Residents are expected to be drug-free and sober, but there’s no testing, and Knotts says violations are “not a barrier to housing” — a person who returns to Shankle House inebriated can sleep it off, as long as there’s no threat to others’ safety.
It costs $583,000 a year to run Shankle House, with its six counselor/advocates, two cooks, three office workers and two overnight staff members. That’s about $20,000 per full-year resident. According to ShelterCare’s figures, that’s a savings: A homeless person runs up close to $30,000 a year in costs. Providing housing, along with the constellation of other services needed to keep that person off the streets, isn’t cheap — but it causes other costs, particularly for emergency medical care and incarceration, to decline steeply.
That’s one promise of the “housing first” model. But there’s a larger promise: Shankle House’s goal is to get its residents into independent housing arrangements. Most will continue to need various types of support, but the gains — financially and in terms of human dignity — can be substantial.
Manela says it would be difficult to obtain a HUD grant to start a second version of Shankle House today.
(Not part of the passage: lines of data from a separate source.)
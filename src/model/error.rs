use thiserror::Error;

/// Errors from loading or running the yield model
#[derive(Error, Debug)]
pub enum ModelError {
    #[error("failed to read artifact {path}: {source}")]
    Io {
        path: String,
        #[source]
        source: std::io::Error,
    },

    #[error("failed to decode JSON artifact {path}: {source}")]
    Json {
        path: String,
        #[source]
        source: serde_json::Error,
    },

    #[error("failed to decode binary artifact {path}: {source}")]
    Bincode {
        path: String,
        #[source]
        source: bincode::Error,
    },

    #[error("invalid artifact: {0}")]
    InvalidArtifact(String),

    #[error("unknown category '{value}' for column '{column}'")]
    UnknownCategory { column: &'static str, value: String },

    #[error("expected {expected} features, got {actual}")]
    FeatureCount { expected: usize, actual: usize },

    #[error("model produced a non-finite prediction ({0})")]
    NonFinite(f64),
}

pub type Result<T> = std::result::Result<T, ModelError>;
But the Lane County Poverty and Homelessness Board intends to open a 50-unit “housing first” complex next to the Lane County Behavioral Health building on Martin Luther King Jr. Boulevard in Eugene. The project is a partnership among Lane County, the Housing Authority and Community Services Agency of Lane County and a half-dozen non-profit agencies, including ShelterCare and St. Vincent de Paul of Lane County.
Manela hopes the new program can be open in a few years — and provided it’s done right, with adequate supportive services, it could have a significant effect on the number of homeless people in Lane County and their costs to society. Shankle House has shown how to make “housing first” work. Now it’s time to do it on a larger scale.
Editor’s note: This editorial is part of a Register-Guard project examining productive responses to homelessness.